Implement Grouped Query Attention (GQA), an interpolation between Multi-Head Attention and Multi-Query Attention. Instead of one KV head for all query heads, GQA uses g KV groups, where each group of query heads shares one KV head.

Solution

1
2
3
4
5
6
7
8
9
10
11
12
13
14
15
16
17
18
19
20
21
22
23
24
25
26
27
import numpy as np

def grouped_query_attention(Q: np.ndarray, K: np.ndarray, V: np.ndarray, num_groups: int) -> np.ndarray:
    # Q: (batch, num_heads, seq_len, d_k)
    # K: (batch, num_groups, seq_len, d_k)
    # V: (batch, num_groups, seq_len, d_k)
    batch, num_heads, seq_len, d_k = Q.shape
    heads_per_group = num_heads // num_groups

    # Reshape Q to (batch, num_groups, heads_per_group, seq_len, d_k)
    Q = Q.reshape(batch, num_groups, heads_per_group, seq_len, d_k)

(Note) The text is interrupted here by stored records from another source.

//! Offline WAV rendering
//!
//! Rendering runs the same tick loop as live playback but hands each block to
//! a [`WavRenderer`] instead of an output sink, without real-time pacing.
//! Samples are staged in a temporary file next to the target and only moved
//! into place by [`WavRenderer::finalize`]; a cancelled or failed render leaves
//! nothing behind.

use crate::player::TickOutcome;
use crate::{Result, SoundGenError};
use hound::{SampleFormat, WavSpec, WavWriter};
use serde::{Deserialize, Serialize};
use std::fs::File;
use std::io::BufWriter;
use std::path::{Path, PathBuf};
use tempfile::{NamedTempFile, TempPath};

/// How much of the song to render
#[derive(Debug, Clone, Copy, PartialEq, Eq, Serialize, Deserialize)]
pub enum RenderLength {
    /// Fixed duration in seconds
    Seconds(u32),
    /// Play the song through this many times
    Loops(u32),
}

/// Render request
#[derive(Debug, Clone, Copy, PartialEq, Eq, Serialize, Deserialize)]
pub struct RenderSpec {
    /// Song length
    pub length: RenderLength,
    /// Silence appended after the song, in milliseconds
    pub trailing_silence_ms: u32,
}

impl RenderSpec {
    /// Render `length` with no trailing silence
    pub fn new(length: RenderLength) -> Self {
        RenderSpec {
            length,
            trailing_silence_ms: 0,
        }
    }

    /// Append silence after the song so release tails decay
    pub fn with_trailing_silence(mut self, ms: u32) -> Self {
        self.trailing_silence_ms = ms;
        self
    }
}

/// Render progress
///
/// Units follow the requested length: seconds for [`RenderLength::Seconds`],
/// frames for [`RenderLength::Loops`].
#[derive(Debug, Clone, Copy, PartialEq, Eq, Default)]
pub struct RenderProgress {
    /// Amount rendered so far
    pub rendered: u64,
    /// Amount to render
    pub total: u64,
}

impl RenderProgress {
    /// Completed fraction (0.0 to 1.0)
    pub fn fraction(&self) -> f32 {
        if self.total == 0 {
            return 1.0;
        }
        (self.rendered.min(self.total) as f64 / self.total as f64) as f32
    }
}

#[derive(Debug, Clone, Copy, PartialEq, Eq)]
enum Phase {
    Song,
    Tail { remaining: u64 },
    Done,
}

/// Decides when a render session ends
#[derive(Debug, Clone)]
pub struct RenderTracker {
    spec: RenderSpec,
    sample_rate: u32,
    frames_per_loop: u64,
    samples: u64,
    frames: u64,
    phase: Phase,
}

impl RenderTracker {
    /// Tracker for a song of `frames_per_loop` frames
    pub fn new(spec: RenderSpec, sample_rate: u32, frames_per_loop: usize) -> Self {
        RenderTracker {
            spec,
            sample_rate: sample_rate.max(1),
            frames_per_loop: frames_per_loop.max(1) as u64,
            samples: 0,
            frames: 0,
            phase: Phase::Song,
        }
    }

    /// True while the sequencer should keep running
    pub fn in_song(&self) -> bool {
        self.phase == Phase::Song
    }

    /// True once the song and the trailing silence are complete
    pub fn is_done(&self) -> bool {
        self.phase == Phase::Done
    }

    /// Samples to generate for the next block, given the size of one tick
    ///
    /// Song ticks are generated whole; the tail and a `Seconds` limit clip
    /// the last block.
    pub fn next_block(&self, tick_samples: usize) -> usize {
        match self.phase {
            Phase::Song => match self.spec.length {
                RenderLength::Seconds(secs) => {
                    let total = secs as u64 * self.sample_rate as u64;
                    (tick_samples as u64).min(total.saturating_sub(self.samples)) as usize
                }
                RenderLength::Loops(_) => tick_samples,
            },
            Phase::Tail { remaining } => (tick_samples as u64).min(remaining) as usize,
            Phase::Done => 0,
        }
    }

    /// Account for a generated block and the tick that produced it
    pub fn record(&mut self, samples: usize, outcome: Option<TickOutcome>, loops: u32) {
        self.samples += samples as u64;
        match self.phase {
            Phase::Song => {
                if let Some(outcome) = outcome {
                    if outcome.frame_changed || outcome.looped {
                        self.frames += 1;
                    }
                }
                let finished = match self.spec.length {
                    RenderLength::Seconds(secs) => self.samples >= secs as u64 * self.sample_rate as u64,
                    RenderLength::Loops(n) => loops >= n.max(1),
                } || outcome.is_some_and(|o| o.halted);
                if finished {
                    self.enter_tail();
                }
            }
            Phase::Tail { remaining } => {
                let remaining = remaining.saturating_sub(samples as u64);
                self.phase = if remaining == 0 {
                    Phase::Done
                } else {
                    Phase::Tail { remaining }
                };
            }
            Phase::Done => {}
        }
    }

    /// End the song early (player stopped on its own)
    pub fn finish_song(&mut self) {
        if self.phase == Phase::Song {
            self.enter_tail();
        }
    }

    fn enter_tail(&mut self) {
        let remaining = self.spec.trailing_silence_ms as u64 * self.sample_rate as u64 / 1000;
        self.phase = if remaining == 0 {
            Phase::Done
        } else {
            Phase::Tail { remaining }
        };
    }

    /// Progress in the units of the requested length
    pub fn progress(&self) -> RenderProgress {
        match self.spec.length {
            RenderLength::Seconds(secs) => RenderProgress {
                rendered: (self.samples / self.sample_rate as u64).min(secs as u64),
                total: secs as u64,
            },
            RenderLength::Loops(n) => {
                let total = self.frames_per_loop * n.max(1) as u64;
                RenderProgress {
                    rendered: if self.in_song() { self.frames.min(total) } else { total },
                    total,
                }
            }
        }
    }
}

/// Summary of a completed render
#[derive(Debug, Clone, PartialEq, Eq)]
pub struct RenderReport {
    /// Final file location
    pub path: PathBuf,
    /// Samples written (mono)
    pub samples_written: u64,
    /// Sample rate of the file
    pub sample_rate: u32,
}

impl RenderReport {
    /// Length of the file in seconds
    pub fn duration_secs(&self) -> f64 {
        self.samples_written as f64 / self.sample_rate.max(1) as f64
    }
}

/// Mono WAV writer staging into a temporary file
pub struct WavRenderer {
    writer: Option<WavWriter<BufWriter<File>>>,
    temp: Option<TempPath>,
    target: PathBuf,
    sample_rate: u32,
    bit_depth: u16,
    samples_written: u64,
}

impl std::fmt::Debug for WavRenderer {
    fn fmt(&self, f: &mut std::fmt::Formatter<'_>) -> std::fmt::Result {
        f.debug_struct("WavRenderer")
            .field("target", &self.target)
            .field("bit_depth", &self.bit_depth)
            .field("samples_written", &self.samples_written)
            .finish()
    }
}

impl WavRenderer {
    /// Start a render to `path` (8 or 16 bit)
    ///
    /// # Errors
    ///
    /// Returns [`SoundGenError::Render`] if the staging file cannot be created.
    pub fn create(path: impl AsRef<Path>, sample_rate: u32, bit_depth: u16) -> Result<Self> {
        let target = path.as_ref().to_path_buf();
        if bit_depth != 8 && bit_depth != 16 {
            return Err(SoundGenError::Render(format!("unsupported bit depth {bit_depth}")));
        }
        let dir = match target.parent() {
            Some(dir) if !dir.as_os_str().is_empty() => dir.to_path_buf(),
            _ => PathBuf::from("."),
        };
        let staged = NamedTempFile::new_in(&dir).map_err(|e| {
            SoundGenError::Render(format!("cannot create file in {}: {e}", dir.display()))
        })?;
        let (file, temp) = staged.into_parts();
        let spec = WavSpec {
            channels: 1,
            sample_rate,
            bits_per_sample: bit_depth,
            sample_format: SampleFormat::Int,
        };
        let writer = WavWriter::new(BufWriter::new(file), spec)
            .map_err(|e| SoundGenError::Render(format!("failed to write WAV header: {e}")))?;
        log::info!("render started: {}", target.display());
        Ok(WavRenderer {
            writer: Some(writer),
            temp: Some(temp),
            target,
            sample_rate,
            bit_depth,
            samples_written: 0,
        })
    }

    /// Destination path
    pub fn target(&self) -> &Path {
        &self.target
    }

    /// Samples written so far
    pub fn samples_written(&self) -> u64 {
        self.samples_written
    }

    /// Append one block in generation order
    pub fn write_block(&mut self, samples: &[i16]) -> Result<()> {
        let Some(writer) = self.writer.as_mut() else {
            return Err(SoundGenError::Render("render already closed".into()));
        };
        let eight_bit = self.bit_depth == 8;
        for &sample in samples {
            let result = if eight_bit {
                writer.write_sample((sample >> 8) as i8)
            } else {
                writer.write_sample(sample)
            };
            result.map_err(|e| SoundGenError::Render(format!("write failed: {e}")))?;
        }
        self.samples_written += samples.len() as u64;
        Ok(())
    }

    /// Finish the file and move it into place
    pub fn finalize(mut self) -> Result<RenderReport> {
        let (Some(writer), Some(temp)) = (self.writer.take(), self.temp.take()) else {
            return Err(SoundGenError::Render("render already closed".into()));
        };
        writer
            .finalize()
            .map_err(|e| SoundGenError::Render(format!("failed to finalize WAV file: {e}")))?;
        temp.persist(&self.target).map_err(|e| {
            SoundGenError::Render(format!("cannot move render to {}: {}", self.target.display(), e.error))
        })?;
        log::info!(
            "render finished: {} ({} samples)",
            self.target.display(),
            self.samples_written
        );
        Ok(RenderReport {
            path: self.target.clone(),
            samples_written: self.samples_written,
            sample_rate: self.sample_rate,
        })
    }

    /// Abandon the render; the staging file is deleted
    pub fn cancel(mut self) {
        self.discard();
        log::info!("render cancelled: {}", self.target.display());
    }

    fn discard(&mut self) {
        self.writer = None;
        if let Some(temp) = self.temp.take() {
            if let Err(e) = temp.close() {
                log::warn!("failed to remove partial render: {e}");
            }
        }
    }
}

impl Drop for WavRenderer {
    fn drop(&mut self) {
        self.discard();
    }
}
//! Nintendo MMC5 pulse pair
//!
//! Two 2A03-style pulse channels without sweep units at $5000–$5007, enabled
//! through $5015. Envelopes and length counters run from the mapper's own
//! 240 Hz divider.

use super::nes::Pulse;
use super::SoundChip;

/// CPU cycles per envelope/length clock
const QUARTER_FRAME: u32 = 7457;

/// MMC5 sound section
#[derive(Debug, Clone)]
pub struct Mmc5 {
    pulse: [Pulse; 2],
    divider: u32,
    odd_cycle: bool,
    half: bool,
}

impl Default for Mmc5 {
    fn default() -> Self {
        Self::new()
    }
}

impl Mmc5 {
    /// Silent chip
    pub fn new() -> Self {
        Mmc5 {
            pulse: [Pulse::new(false), Pulse::new(false)],
            divider: 0,
            odd_cycle: false,
            half: false,
        }
    }

    /// Raw pulse levels (0..15)
    pub fn levels(&self) -> [u8; 2] {
        [self.pulse[0].output(false), self.pulse[1].output(false)]
    }
}

impl SoundChip for Mmc5 {
    fn reset(&mut self) {
        *self = Mmc5::new();
    }

    fn write(&mut self, addr: u16, data: u8) {
        match addr {
            0x5000..=0x5007 => {
                let pulse = &mut self.pulse[((addr >> 2) & 1) as usize];
                match addr & 3 {
                    0 => pulse.write_control(data),
                    2 => pulse.write_timer_low(data),
                    3 => pulse.write_timer_high(data),
                    _ => {}
                }
            }
            0x5015 => {
                self.pulse[0].set_enabled(data & 1 != 0);
                self.pulse[1].set_enabled(data & 2 != 0);
            }
            _ => {}
        }
    }

    fn clock(&mut self, cycles: u32) {
        for _ in 0..cycles {
            self.divider += 1;
            if self.divider >= QUARTER_FRAME {
                self.divider = 0;
                self.half = !self.half;
                for pulse in &mut self.pulse {
                    pulse.clock_envelope();
                    if self.half {
                        pulse.clock_length();
                    }
                }
            }
            self.odd_cycle = !self.odd_cycle;
            if self.odd_cycle {
                self.pulse[0].clock_timer();
                self.pulse[1].clock_timer();
            }
        }
    }

    fn output(&self) -> f32 {
        let [p1, p2] = self.levels();
        super::nes::pulse_table((p1 + p2) as usize)
    }
}

#[cfg(test)]
mod tests {
    use super::*;

    #[test]
    fn test_enable_gates_output() {
        let mut chip = Mmc5::new();
        chip.write(0x5004, 0xBF);
        chip.write(0x5006, 0x80);
        chip.write(0x5007, 0x00);
        chip.clock(2000);
        assert_eq!(chip.levels()[1], 0, "disabled pulse has no length");

        chip.write(0x5015, 0x02);
        chip.write(0x5007, 0x00);
        let mut seen_high = false;
        for _ in 0..2000 {
            chip.clock(1);
            seen_high |= chip.levels()[1] == 15;
        }
        assert!(seen_high);
    }
}
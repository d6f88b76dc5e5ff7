//! Namco 163 wavetable channels
//!
//! The chip holds 128 bytes of internal RAM reached through the address port
//! at $F800 (bit 7 enables auto-increment) and the data port at $4800. The
//! top of RAM holds up to eight channel register blocks, the rest is 4-bit
//! wave data. One channel is updated every 15 CPU cycles, round-robin from
//! the highest block down.

use super::SoundChip;

/// CPU cycles per channel update
const CYCLES_PER_CHANNEL: u32 = 15;

/// N163 sound section
#[derive(Debug, Clone)]
pub struct N163 {
    ram: [u8; 0x80],
    address: u8,
    auto_increment: bool,
    divider: u32,
    current: usize,
    outputs: [i8; 8],
    multiplex: bool,
}

impl Default for N163 {
    fn default() -> Self {
        Self::new()
    }
}

impl N163 {
    /// Silent chip
    pub fn new() -> Self {
        N163 {
            ram: [0; 0x80],
            address: 0,
            auto_increment: false,
            divider: 0,
            current: 0,
            outputs: [0; 8],
            multiplex: true,
        }
    }

    /// Output only the channel being updated (hardware behavior) or the
    /// average of all enabled channels
    pub fn set_multiplex(&mut self, multiplex: bool) {
        self.multiplex = multiplex;
    }

    /// Number of enabled channels (1..=8), from register $7F
    pub fn channel_count(&self) -> usize {
        ((self.ram[0x7F] >> 4) & 7) as usize + 1
    }

    fn base(channel: usize) -> usize {
        0x78 - channel * 8
    }

    fn step_channel(&mut self, channel: usize) {
        let base = Self::base(channel);
        let regs = &self.ram[base..base + 8];
        let freq = regs[0] as u32 | (regs[2] as u32) << 8 | ((regs[4] & 3) as u32) << 16;
        let length = 256 - (regs[4] & 0xFC) as u32;
        let offset = regs[6] as u32;
        let volume = (regs[7] & 0x0F) as i32;
        let mut phase = regs[1] as u32 | (regs[3] as u32) << 8 | (regs[5] as u32) << 16;

        phase = (phase + freq) % (length << 16);
        let index = ((phase >> 16) + offset) & 0xFF;
        let byte = self.ram[(index >> 1) as usize & 0x7F];
        let sample = if index & 1 == 0 { byte & 0x0F } else { byte >> 4 } as i32;
        self.outputs[channel] = ((sample - 8) * volume / 8) as i8;

        self.ram[base + 1] = phase as u8;
        self.ram[base + 3] = (phase >> 8) as u8;
        self.ram[base + 5] = (phase >> 16) as u8;
    }

    /// Per-channel signed outputs (-15..15)
    pub fn levels(&self) -> [i8; 8] {
        self.outputs
    }
}

/// Output per unit of channel level
const N163_UNIT: f32 = 0.2 / 15.0;

impl SoundChip for N163 {
    fn reset(&mut self) {
        let multiplex = self.multiplex;
        *self = N163::new();
        self.multiplex = multiplex;
    }

    fn write(&mut self, addr: u16, data: u8) {
        match addr {
            0xF800 => {
                self.address = data & 0x7F;
                self.auto_increment = data & 0x80 != 0;
            }
            0x4800 => {
                self.ram[self.address as usize] = data;
                if self.auto_increment {
                    self.address = (self.address + 1) & 0x7F;
                }
            }
            _ => {}
        }
    }

    fn clock(&mut self, cycles: u32) {
        for _ in 0..cycles {
            self.divider += 1;
            if self.divider < CYCLES_PER_CHANNEL {
                continue;
            }
            self.divider = 0;
            let count = self.channel_count();
            self.current = (self.current + 1) % count;
            self.step_channel(self.current);
        }
    }

    fn output(&self) -> f32 {
        let count = self.channel_count();
        if self.multiplex {
            self.outputs[self.current.min(count - 1)] as f32 * N163_UNIT
        } else {
            let sum: i32 = self.outputs[..count].iter().map(|&v| v as i32).sum();
            sum as f32 * N163_UNIT / count as f32
        }
    }
}

#[cfg(test)]
mod tests {
    use super::*;

    fn load_square(chip: &mut N163) {
        // 8-sample wave at RAM offset 0: four high, four low
        chip.write(0xF800, 0x80);
        for _ in 0..2 {
            chip.write(0x4800, 0xFF);
        }
        for _ in 0..2 {
            chip.write(0x4800, 0x00);
        }
        // channel block at $78
        chip.write(0xF800, 0x80 | 0x78);
        for value in [0x00, 0x00, 0x40, 0x00, (256 - 8) as u8, 0x00, 0x00, 0x0F] {
            chip.write(0x4800, value);
        }
    }

    #[test]
    fn test_single_channel_plays_wave() {
        let mut chip = N163::new();
        load_square(&mut chip);
        assert_eq!(chip.channel_count(), 1);
        let mut levels = std::collections::BTreeSet::new();
        for _ in 0..4000 {
            chip.clock(15);
            levels.insert(chip.levels()[0]);
        }
        assert!(levels.contains(&13), "high half: (15 - 8) * 15 / 8");
        assert!(levels.contains(&-15), "low half: (0 - 8) * 15 / 8");
    }

    #[test]
    fn test_channel_count_from_register() {
        let mut chip = N163::new();
        chip.write(0xF800, 0x7F);
        chip.write(0x4800, 0x30);
        assert_eq!(chip.channel_count(), 4);
    }

    #[test]
    fn test_mixing_modes() {
        let mut chip = N163::new();
        load_square(&mut chip);
        chip.clock(15 * 3);
        let muxed = chip.output();
        chip.set_multiplex(false);
        assert_eq!(chip.output(), muxed, "one channel: both modes agree");
    }
}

    # Expand K, V to (batch, num_groups, 1, seq_len, d_k) for broadcasting
    K = K[:, :, np.newaxis, :, :]
    V = V[:, :, np.newaxis, :, :]

    # Attention scores: (batch, num_groups, heads_per_group, seq_len, seq_len)
    scores = np.matmul(Q, K.transpose(0, 1, 2, 4, 3)) / np.sqrt(d_k)

    scores_max = np.max(scores, axis=-1, keepdims=True)
    exp_scores = np.exp(scores - scores_max)
    weights = exp_scores / np.sum(exp_scores, axis=-1, keepdims=True)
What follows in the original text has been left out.